Data records:
###
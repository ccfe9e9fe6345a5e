//! Configuration validation.
//!
//! # Responsibilities
//! - Semantic validation (serde handles syntactic)
//! - Enforce secret provisioning (present and long enough)
//! - Validate values that end up in headers and cookies
//! - Validate value ranges (timeouts > 0, addresses parse)
//!
//! # Design Decisions
//! - Returns all validation errors, not just first
//! - Validation is pure function: AppConfig → Result<(), Vec<ValidationError>>
//! - Runs before config is accepted into the system

use std::net::SocketAddr;

use axum::http::{HeaderName, HeaderValue};
use thiserror::Error;

use crate::config::schema::{AppConfig, Environment};

/// Shortest accepted session secret, in bytes.
pub const MIN_SECRET_LEN: usize = 64;

/// A single semantic problem with the configuration.
#[derive(Debug, Clone, PartialEq, Eq, Error)]
pub enum ValidationError {
    #[error("session secret is required in {0} (set APP_SESSION_SECRET)")]
    MissingSecret(Environment),

    #[error("session secret must be at least {min} bytes, got {actual}")]
    SecretTooShort { min: usize, actual: usize },

    #[error("invalid session cookie name {0:?}")]
    CookieName(String),

    #[error("invalid CSRF form field name {0:?}")]
    CsrfField(String),

    #[error("invalid CSRF header name {0:?}")]
    CsrfHeader(String),

    #[error("invalid stylesheet origin {0:?}")]
    StyleOrigin(String),

    #[error("invalid Strict-Transport-Security value {0:?}")]
    Hsts(String),

    #[error("invalid bind address {0:?}")]
    BindAddress(String),

    #[error("asset prefix must start with '/', got {0:?}")]
    AssetPrefix(String),

    #[error("{0} must be greater than zero")]
    Zero(&'static str),
}

/// Validate the whole configuration, collecting every error.
pub fn validate_config(config: &AppConfig) -> Result<(), Vec<ValidationError>> {
    let mut errors = Vec::new();

    match &config.session_secret {
        None => errors.push(ValidationError::MissingSecret(config.environment)),
        Some(secret) => {
            let len = secret.expose_secret().len();
            if len < MIN_SECRET_LEN {
                errors.push(ValidationError::SecretTooShort {
                    min: MIN_SECRET_LEN,
                    actual: len,
                });
            }
        }
    }

    let cookie_name = &config.session.cookie_name;
    if cookie_name.is_empty() || !cookie_name.chars().all(is_cookie_name_char) {
        errors.push(ValidationError::CookieName(cookie_name.clone()));
    }

    let field = &config.csrf.field_name;
    if field.is_empty() || field.chars().any(|c| c.is_whitespace() || c == '&' || c == '=') {
        errors.push(ValidationError::CsrfField(field.clone()));
    }

    if HeaderName::from_bytes(config.csrf.header_name.as_bytes()).is_err() {
        errors.push(ValidationError::CsrfHeader(config.csrf.header_name.clone()));
    }

    let origin = &config.security.style_origin;
    if origin.is_empty()
        || origin.chars().any(|c| c.is_whitespace() || c == ';' || c == ',' || c.is_control())
    {
        errors.push(ValidationError::StyleOrigin(origin.clone()));
    }

    if let Some(hsts) = &config.security.strict_transport_security {
        if HeaderValue::from_str(hsts).is_err() {
            errors.push(ValidationError::Hsts(hsts.clone()));
        }
    }

    if config.listener.bind_address.parse::<SocketAddr>().is_err() {
        errors.push(ValidationError::BindAddress(config.listener.bind_address.clone()));
    }

    if !config.assets.prefix.starts_with('/') {
        errors.push(ValidationError::AssetPrefix(config.assets.prefix.clone()));
    }

    if config.timeouts.request_secs == 0 {
        errors.push(ValidationError::Zero("timeouts.request_secs"));
    }
    if config.security.max_body_size == 0 {
        errors.push(ValidationError::Zero("security.max_body_size"));
    }
    if config.session.max_age_secs == 0 {
        errors.push(ValidationError::Zero("session.max_age_secs"));
    }
    if config.session.max_cookie_bytes == 0 {
        errors.push(ValidationError::Zero("session.max_cookie_bytes"));
    }

    if errors.is_empty() {
        Ok(())
    } else {
        Err(errors)
    }
}

// RFC 6265 cookie-name token characters.
fn is_cookie_name_char(c: char) -> bool {
    c.is_ascii_graphic() && !"()<>@,;:\\\"/[]?={}".contains(c)
}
###
### Your goal
Give back, exactly as written, the stretch from the line with "collecting every error." through the line with "let len = secret.expose_secret().len();", and no other lines from the records above.

### Expected answer
/// Validate the whole configuration, collecting every error.
pub fn validate_config(config: &AppConfig) -> Result<(), Vec<ValidationError>> {
    let mut errors = Vec::new();

    match &config.session_secret {
        None => errors.push(ValidationError::MissingSecret(config.environment)),
        Some(secret) => {
            let len = secret.expose_secret().len();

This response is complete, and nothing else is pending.